Podia resolver-se com reforço dos serviços administrativos, com mais aulas de alemão, mais programas de integração, mais creches, mais habitação, mais programas de formação profissional (o país precisa desesperadamente de mais pessoas no mercado de trabalho, e de dar uma volta à pirâmide etária). Mas não: no espaço do discurso público, a única maneira de resolver o "problema da migração" é com repatriamento, regras ainda mais apertadas e desumanas, e controle nas fronteiras.
Esta sociedade consegue fazer melhor, e já o mostrou em 2015. Quando Angela Merkel abriu as fronteiras aos desesperados que fugiam à guerra da Síria, os alemães viveram um momento alto da sua humanidade: o número de voluntários que queriam ajudar era superior ao dos refugiados. Muitas famílias abriram as suas casas a desconhecidos. Muitas pessoas assumiram o cargo de tutor de menores não acompanhados. Comunidades locais uniram-se para acolher essas pessoas e criar pontes. Lembro-me, por exemplo, de jovens de uma pequena cidade que organizaram grupos de skating com jovens refugiados.
2015 foi também o ano em que a AfD, que começara por apostar, sem êxito, no tema da saída do euro, viu finalmente a sua oportunidade para começar a ganhar algum poder: a instigação à xenofobia e ao ódio como ferramenta política. Foi introduzindo o seu discurso insidioso na sociedade, e o discurso foi corroendo os valores humanitários que as pessoas até então se esforçavam por assumir como seus. Merz, da CDU (o partido que ainda tem "cristão" no nome), que será provavelmente o próximo chanceler alemão, já chegou ao ponto de se referir aos filhos dos imigrantes muçulmanos como "pequenos paxás que não respeitam nada na escola primária". E também se queixou que os refugiados tiram o lugar aos alemães nas listas de espera dos dentistas. É o nível a que chegámos.
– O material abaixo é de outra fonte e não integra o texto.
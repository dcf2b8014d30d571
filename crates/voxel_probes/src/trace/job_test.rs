use super::*;
use crate::constants::SH_C0;
use crate::octahedral::oct_decode;
use crate::trace::test_utils::*;

fn params(tile_size: u32) -> TraceParams {
	TraceParams {
		tile_size,
		max_distance: 16.0,
		ao_radius: 2.0,
	}
}

#[test]
fn test_sky_only_probe() {
	let sky = Vec3::new(0.2, 0.4, 0.8);
	let job = ProbeTraceJob::new(request_at(Vec3::ZERO, 0), params(4));
	let sample = job.run_to_completion(&SkyTracer::new(sky));

	assert_eq!(sample.texels.len(), 16);
	let miss_alpha = -(17.0f32).ln();
	for texel in &sample.texels {
		assert_eq!(&texel[..3], &sky.to_array()[..]);
		assert!((texel[3] - miss_alpha).abs() < 1e-6);
	}
	assert_eq!(sample.hit_distance, -16.0, "all misses store -max_distance");
	assert_eq!(sample.visibility.confidence, 1.0);

	let band0 = sky * SH_C0 * 4.0 * std::f32::consts::PI;
	assert!((sample.sh.0[0] - band0).length() < 1e-4);
}

#[test]
fn test_constant_hit_probe() {
	let job = ProbeTraceJob::new(request_at(Vec3::ZERO, 0), params(4));
	let sample = job.run_to_completion(&ConstantHitTracer::new(3.0, Vec3::ONE));

	assert_eq!(sample.hit_distance, 3.0);
	for texel in &sample.texels {
		assert!((texel[3] - 4.0f32.ln()).abs() < 1e-6, "hits store +ln(d + 1)");
	}
	assert_eq!(sample.visibility.confidence, 1.0, "hits beyond the AO radius are open");
}

#[test]
fn test_fully_occluded_probe() {
	let job = ProbeTraceJob::new(request_at(Vec3::ZERO, 0), params(4));
	let sample = job.run_to_completion(&ConstantHitTracer::new(0.5, Vec3::ONE));

	assert_eq!(sample.visibility.confidence, 0.0);
	assert_eq!(sample.visibility.direction_oct, glam::Vec2::splat(0.5));
	assert_eq!(sample.hit_distance, 0.5);
}

#[test]
fn test_floor_bends_visibility_upward() {
	let job = ProbeTraceJob::new(request_at(Vec3::new(0.0, 0.5, 0.0), 0), params(8));
	let sample = job.run_to_completion(&FloorTracer::new(0.0));

	let bent = oct_decode(sample.visibility.direction_oct);
	assert!(bent.y > 0.9, "bent direction {bent} should point up");
	assert!(sample.visibility.confidence > 0.3 && sample.visibility.confidence < 0.7);
	assert!(sample.hit_distance >= 0.5);
}

#[test]
fn test_steps_resume_where_they_left_off() {
	let tracer = CountingTracer::new(FloorTracer::new(-1.0));
	let mut job = ProbeTraceJob::new(request_at(Vec3::ZERO, 0), params(6));

	assert!(!job.step(&tracer, 10));
	assert_eq!(job.rays_done(), 10);
	assert!(!job.step(&tracer, 20));
	assert!(job.step(&tracer, 100));
	assert!(job.is_done());
	assert_eq!(tracer.count(), 36, "no texel traced twice");

	let stepped = job.finish();
	let whole = ProbeTraceJob::new(request_at(Vec3::ZERO, 0), params(6)).run_to_completion(&FloorTracer::new(-1.0));
	assert_eq!(stepped, whole);
}

#[test]
fn test_early_finish_pads_with_misses() {
	let mut job = ProbeTraceJob::new(request_at(Vec3::ZERO, 0), params(4));
	job.step(&ConstantHitTracer::new(1.0, Vec3::ONE), 3);
	let sample = job.finish();
	assert_eq!(sample.texels.len(), 16);
	assert_eq!(sample.texels[15], [0.0, 0.0, 0.0, -(17.0f32).ln()]);
}
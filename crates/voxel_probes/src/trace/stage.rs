//! TraceStage - dispatch probe traces and collect completions.
//!
//! # Modes
//!
//! ```text
//!   Async:   dispatch ──► rayon::spawn(job) ──► channel ──► poll (later frame)
//!                          │
//!                          └── cancel flag checked between steps
//!
//!   Inline:  dispatch ──► par_iter(jobs) ──► pending ──► poll (same frame)
//! ```
//!
//! Async mode never blocks the caller; completions may arrive any number of
//! frames after dispatch. Inline mode is synchronous and deterministic, for
//! tests and single-threaded targets. Either way a result that outlived its
//! slot is rejected by the cache's generation check, cancellation only saves
//! the work.

use std::collections::HashMap;
use std::sync::atomic::{AtomicBool, Ordering};
use std::sync::Arc;

use crossbeam_channel::{self as channel, Receiver, Sender, TryRecvError};
use rayon::prelude::*;
use web_time::Instant;

use super::job::{ProbeTraceJob, TraceParams};
use super::types::{ProbeTracer, TraceCompletion, TraceRequest};
use crate::cache::SlotTag;

/// How traces are executed.
#[derive(Clone, Copy, Debug, Default, PartialEq, Eq)]
pub enum TraceMode {
	/// Background jobs on rayon's pool.
	#[default]
	Async,
	/// Traced during `dispatch`, completions returned by the next `poll`.
	Inline,
}

/// Rays traced between cancellation checks.
const RAYS_PER_STEP: u32 = 16;

/// Probe trace dispatcher.
pub struct TraceStage<T: ProbeTracer + 'static> {
	tracer: Arc<T>,
	mode: TraceMode,
	params: TraceParams,
	sender: Sender<TraceCompletion>,
	receiver: Receiver<TraceCompletion>,
	/// Cancellation flag per outstanding request.
	in_flight: HashMap<SlotTag, Arc<AtomicBool>>,
	/// Inline completions waiting for `poll`.
	pending: Vec<TraceCompletion>,
}

impl<T: ProbeTracer + 'static> TraceStage<T> {
	pub fn new(tracer: T, mode: TraceMode, params: TraceParams) -> Self {
		Self::with_shared(Arc::new(tracer), mode, params)
	}

	/// Create using a tracer shared with other owners.
	pub fn with_shared(tracer: Arc<T>, mode: TraceMode, params: TraceParams) -> Self {
		let (sender, receiver) = channel::unbounded();
		Self {
			tracer,
			mode,
			params,
			sender,
			receiver,
			in_flight: HashMap::new(),
			pending: Vec::new(),
		}
	}

	#[inline]
	pub fn mode(&self) -> TraceMode {
		self.mode
	}

	#[inline]
	pub fn tracer(&self) -> &Arc<T> {
		&self.tracer
	}

	#[inline]
	pub fn params(&self) -> TraceParams {
		self.params
	}

	/// Parameters for jobs dispatched from now on.
	pub fn set_params(&mut self, params: TraceParams) {
		self.params = params;
	}

	/// Requests dispatched and neither completed nor cancelled.
	#[inline]
	pub fn in_flight_count(&self) -> usize {
		self.in_flight.len()
	}

	/// Start tracing a batch of probes.
	#[cfg_attr(feature = "profiling", tracing::instrument(skip_all, name = "trace_stage::dispatch"))]
	pub fn dispatch(&mut self, requests: Vec<TraceRequest>) {
		if requests.is_empty() {
			return;
		}
		match self.mode {
			TraceMode::Async => {
				for request in requests {
					let cancel = Arc::new(AtomicBool::new(false));
					self.in_flight.insert(request.tag, Arc::clone(&cancel));
					let tracer = Arc::clone(&self.tracer);
					let sender = self.sender.clone();
					let params = self.params;
					rayon::spawn(move || {
						if let Some(done) = run_job(tracer.as_ref(), request, params, &cancel) {
							// Ignore send error (stage dropped)
							let _ = sender.send(done);
						}
					});
				}
			}
			TraceMode::Inline => {
				let tracer = self.tracer.as_ref();
				let params = self.params;
				let never = AtomicBool::new(false);
				let done: Vec<TraceCompletion> = requests
					.into_par_iter()
					.filter_map(|request| run_job(tracer, request, params, &never))
					.collect();
				for completion in &done {
					self.in_flight.insert(completion.tag, Arc::new(AtomicBool::new(false)));
				}
				self.pending.extend(done);
			}
		}
	}

	/// Raise the cancellation flag of an outstanding request.
	pub fn cancel(&mut self, tag: &SlotTag) -> bool {
		match self.in_flight.remove(tag) {
			Some(flag) => {
				flag.store(true, Ordering::Relaxed);
				self.pending.retain(|c| c.tag != *tag);
				true
			}
			None => false,
		}
	}

	/// Cancel everything outstanding.
	pub fn cancel_all(&mut self) {
		for flag in self.in_flight.values() {
			flag.store(true, Ordering::Relaxed);
		}
		self.in_flight.clear();
		self.pending.clear();
	}

	/// Collect completions (non-blocking). Results of cancelled requests that
	/// raced the flag are dropped here.
	pub fn poll(&mut self) -> Vec<TraceCompletion> {
		let mut out = std::mem::take(&mut self.pending);
		loop {
			match self.receiver.try_recv() {
				Ok(done) => out.push(done),
				Err(TryRecvError::Empty) | Err(TryRecvError::Disconnected) => break,
			}
		}
		out.retain(|done| self.in_flight.remove(&done.tag).is_some());
		out
	}
}

/// Run one job to completion unless cancelled (called on worker thread).
#[cfg_attr(feature = "profiling", tracing::instrument(skip_all, name = "trace_stage::run_job"))]
fn run_job<T: ProbeTracer + ?Sized>(
	tracer: &T,
	request: TraceRequest,
	params: TraceParams,
	cancel: &AtomicBool,
) -> Option<TraceCompletion> {
	let start = Instant::now();
	let mut job = ProbeTraceJob::new(request, params);
	loop {
		if cancel.load(Ordering::Relaxed) {
			return None;
		}
		if job.step(tracer, RAYS_PER_STEP) {
			break;
		}
	}
	Some(TraceCompletion {
		tag: request.tag,
		sample: job.finish(),
		trace_time_us: start.elapsed().as_micros() as u64,
	})
}

#[cfg(test)]
#[path = "stage_test.rs"]
mod stage_test;
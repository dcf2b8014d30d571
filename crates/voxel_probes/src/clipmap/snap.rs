//! Origin snapping.
//!
//! `anchor = floor(camera / spacing) * spacing` per axis. The integer cell is
//! chosen so that `cell * spacing <= p < (cell + 1) * spacing` holds when
//! evaluated in f32, which keeps snapping idempotent even for spacings that
//! are not exactly representable.

use glam::{IVec3, UVec3, Vec3};

/// Integer cell containing `p` on a grid of the given spacing.
#[inline]
pub fn snap_cell_axis(p: f32, spacing: f32) -> i32 {
	let mut cell = (p / spacing).floor() as i32;
	if (cell as f32) * spacing > p {
		cell -= 1;
	} else if ((cell + 1) as f32) * spacing <= p {
		cell += 1;
	}
	cell
}

/// Integer anchor cell of a camera position.
#[inline]
pub fn snap_cell(camera: Vec3, spacing: f32) -> IVec3 {
	IVec3::new(
		snap_cell_axis(camera.x, spacing),
		snap_cell_axis(camera.y, spacing),
		snap_cell_axis(camera.z, spacing),
	)
}

/// World-space anchor: the camera snapped down to a multiple of `spacing`.
#[inline]
pub fn snap(camera: Vec3, spacing: f32) -> Vec3 {
	snap_cell(camera, spacing).as_vec3() * spacing
}

/// Minimum corner of the level window around an anchor.
#[inline]
pub fn origin(anchor: Vec3, resolution: UVec3, spacing: f32) -> Vec3 {
	anchor - (resolution / 2).as_vec3() * spacing
}

/// Integer counterpart of [`origin`].
#[inline]
pub fn origin_cell(anchor_cell: IVec3, resolution: UVec3) -> IVec3 {
	anchor_cell - (resolution / 2).as_ivec3()
}

#[cfg(test)]
#[path = "snap_test.rs"]
mod snap_test;
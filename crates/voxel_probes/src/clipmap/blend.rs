//! Cross-level blend weight.
//!
//! ```text
//!   probe units from the outermost probe centres
//!   0.5                                         N - 0.5
//!    │◄─ start ─►│◄── width ──►│                   │
//!    │  blend=0  │   ramp 0→1  │      blend = 1    │
//!    └───────────┴─────────────┴───────────────────┘
//!          coarser level ─────────────► this level
//! ```
//!
//! Near the edge of a level's window the sample fades toward the next
//! coarser level so the transition between levels has no visible seam.

use glam::{UVec3, Vec3, Vec4};

use super::address::ClipmapAddressor;

/// Linear interpolation used when blending two levels' samples.
pub trait Lerp: Copy {
	fn lerp_to(self, other: Self, t: f32) -> Self;
}

impl Lerp for f32 {
	#[inline]
	fn lerp_to(self, other: Self, t: f32) -> Self {
		self + (other - self) * t
	}
}

impl Lerp for Vec3 {
	#[inline]
	fn lerp_to(self, other: Self, t: f32) -> Self {
		self.lerp(other, t)
	}
}

impl Lerp for Vec4 {
	#[inline]
	fn lerp_to(self, other: Self, t: f32) -> Self {
		self.lerp(other, t)
	}
}

/// Minimum distance, in probe units, from `local` to the outermost probe
/// centres of an `N`-probe window (faces at `0.5` and `N - 0.5`). Clamped to 0.
#[inline]
pub fn edge_distance(local: Vec3, resolution: UVec3) -> f32 {
	let lo = local - Vec3::splat(0.5);
	let hi = resolution.as_vec3() - Vec3::splat(0.5) - local;
	lo.min(hi).min_element().max(0.0)
}

/// Stateless blend weight between a level and the next coarser one.
#[derive(Clone, Copy, Debug, PartialEq)]
pub struct CrossLevelBlender {
	pub blend_start: f32,
	pub blend_width: f32,
}

impl CrossLevelBlender {
	pub fn new(blend_start: f32, blend_width: f32) -> Self {
		Self {
			blend_start,
			blend_width,
		}
	}

	/// Weight of level `level` (1 = all this level, 0 = all the coarser one).
	///
	/// The coarsest level has nothing to fade into and always returns 1.
	pub fn weight(&self, local: Vec3, resolution: UVec3, level: u32, max_level: u32) -> f32 {
		if level >= max_level {
			return 1.0;
		}
		let edge = edge_distance(local, resolution);
		if self.blend_width <= 0.0 {
			return if edge >= self.blend_start { 1.0 } else { 0.0 };
		}
		((edge - self.blend_start) / self.blend_width).clamp(0.0, 1.0)
	}

	/// `lerp(coarse, fine, weight)`.
	#[inline]
	pub fn blend<T: Lerp>(&self, coarse: T, fine: T, weight: f32) -> T {
		coarse.lerp_to(fine, weight)
	}

	/// Blend the samples of the level selected for `pos` and the one above it.
	///
	/// `fetch(level)` returns the (already interpolated) sample of a level;
	/// the coarser level is only fetched when its weight is non-zero.
	pub fn sample<T, F>(&self, addressor: &ClipmapAddressor, pos: Vec3, mut fetch: F) -> T
	where
		T: Lerp,
		F: FnMut(u32) -> T,
	{
		let level = addressor.select_level(pos);
		let max_level = addressor.level_count() - 1;
		let window = addressor.window(level);
		let local = addressor.world_to_clipmap(pos, level).local();
		let weight = self.weight(local, window.resolution, level, max_level);

		let fine = fetch(level);
		if weight >= 1.0 {
			return fine;
		}
		let coarse = fetch(level + 1);
		self.blend(coarse, fine, weight)
	}
}

#[cfg(test)]
#[path = "blend_test.rs"]
mod blend_test;
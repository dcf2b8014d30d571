//! Probe update scheduling: which dirty slots get traced this frame.

pub mod budget;
pub mod priority;
pub mod schedule;

pub use budget::UpdateBudget;
pub use priority::PriorityClass;
pub use schedule::{ProbeUpdateScheduler, ScheduleStats, ScheduledSlot};
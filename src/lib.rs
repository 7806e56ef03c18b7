//! # edgequake-pdf2text
//!
//! Batch PDF-to-text conversion as an HTTP service.
//!
//! A client posts one or more base64-encoded PDFs to `/predict`; each one is
//! written to a transient file, converted, and removed again, and the texts
//! come back in request order.
//!
//! ## Request Flow
//!
//! ```text
//! POST /predict
//!  │
//!  ├─ 1. Batch    resolve per-instance options, decode base64
//!  ├─ 2. Store    write bytes to a uniquely named transient file
//!  ├─ 3. Convert  ConversionEngine::convert(path, options)
//!  │              └─ ModelSet: pdfium text layer, vision-LLM OCR for blank pages
//!  ├─ 4. Release  delete the transient file (always)
//!  └─ 5. Respond  {"predictions": [{"text": ...}, ...]}
//! ```
//!
//! ## Quick Start
//!
//! ```rust,no_run
//! use edgequake_pdf2text::{load_all_models, serve, ServiceConfig};
//! use std::sync::Arc;
//!
//! #[tokio::main]
//! async fn main() -> Result<(), Box<dyn std::error::Error>> {
//!     let config = ServiceConfig::builder().port(8000).max_pages(20).build()?;
//!     let models = load_all_models(&config.models).await?;
//!     serve(config, Arc::new(models)).await?;
//!     Ok(())
//! }
//! ```
//!
//! ## Feature Flags
//!
//! | Feature | Default | Description |
//! |---------|---------|-------------|
//! | `cli`   | on      | Enables the `pdf2text-server` binary (clap + anyhow + tracing-subscriber) |

// ── Modules ──────────────────────────────────────────────────────────────

pub mod batch;
pub mod config;
pub mod convert;
pub mod engine;
pub mod error;
pub mod models;
pub mod output;
pub mod pipeline;
pub mod prompts;
pub mod server;
pub mod transient;

// ── Re-exports ───────────────────────────────────────────────────────────

pub use batch::{BatchHandler, Instance, PredictRequest, PredictResponse};
pub use config::{
    ConversionOptions, FailureMode, ModelConfig, OcrSettings, OptionOverrides, ServiceConfig,
    ServiceConfigBuilder,
};
pub use convert::{convert_bytes, convert_file};
pub use engine::ConversionEngine;
pub use error::{EngineError, Pdf2TextError};
pub use models::{load_all_models, ModelSet};
pub use output::{ConversionResult, ImageArtifact, Prediction, RawConversion};
pub use server::{router, serve, AppState};
pub use transient::{TransientFile, TransientStore};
Com as eleições à vista, pouco antes do encerramento do Parlamento, Merz decidiu chantagear os outros partidos democráticos, provavelmente para aparecer aos olhos do eleitorado xenófobo como o homem forte que defende convictamente os seus interesses nacionalistas. Levou ao Parlamento uma proposta para serem tomadas medidas mais drásticas contra os imigrantes, incluindo medidas ilegais. Como era de esperar, os partidos democráticos votaram contra, e a proposta de Merz passou com os votos da AfD. Foi um momento muito estranho no Parlamento Federal: todos os deputados dos partidos democráticos com cara de enterro, inclusivamente o próprio autor da proposta, e os deputados da AfD aos vivas e aos abraços no plenário.
A classe política e grande parte da população ficaram em choque por Merz ter quebrado um tabu até agora consensual: não se leva a Parlamento nada que ofereça à AfD o papel de decisor. Merz veio para a comunicação social explicar o seu ponto de vista, repetindo por todo o lado que "uma coisa que é certa não deixa de ser certa por ser aprovada pelos errados". A mensagem é apelativa - mas um parlamento democrático não é lugar para desvarios quixotescos, e a Democracia não funciona assim. Um político que impõe aquilo que entende ser o certo, contra a realidade e contra todos, não é um democrata. A Democracia é um jogo de diálogo, atenção às diferentes perspectivas, negociação e concessão. "Eu é que sei o que é o certo, e imponho a minha vontade" é mais o estilo do Trump. De facto, se olharmos com atenção, vemos que já há muitos políticos europeus com traços de trumpismo - e não apenas o Merz, e não apenas na Alemanha.
A quebra daquele tabu provocou nova onda de manifestações com centenas de milhares de pessoas nas ruas. Duas amigas minhas, de 85 e 87 anos, estiveram numa manifestação várias horas em pé e no frio do inverno berlinense, porque estavam revoltadas. Uma delas comentou: "pela primeira vez na vida não vou votar CDU".
Mas as sondagens mostram que esta deriva autoritarista de Merz lhe rendeu um pequeno aumento das intenções de voto. E a AfD continua firme no seu lugar de segundo partido mais votado.
Amanhã a Alemanha vai votar. Longe vão os tempos em que o resultado das eleições não era realmente importante: um pouco mais à esquerda ou um pouco mais à direita, mas sempre com estabilidade democrática. Hoje em dia, a questão começa logo com a dúvida sobre a possibilidade de formar um governo estável. A extrema-direita populista paira sobre a Democracia como uma espada de Dâmocles. Assisto a tudo isto incrédula. Agora sei como foi possível que Hitler tomasse o poder. Como foi impossível impedir que Hitler tomasse o poder.
Uma amiga minha anda a ler o livro "Dança Sobre o Vulcão", sobre o ambiente nos loucos anos vinte na Berlim do século XX. E lamentou-se: "cem anos depois, temos o vulcão mas nem ao menos dançamos!"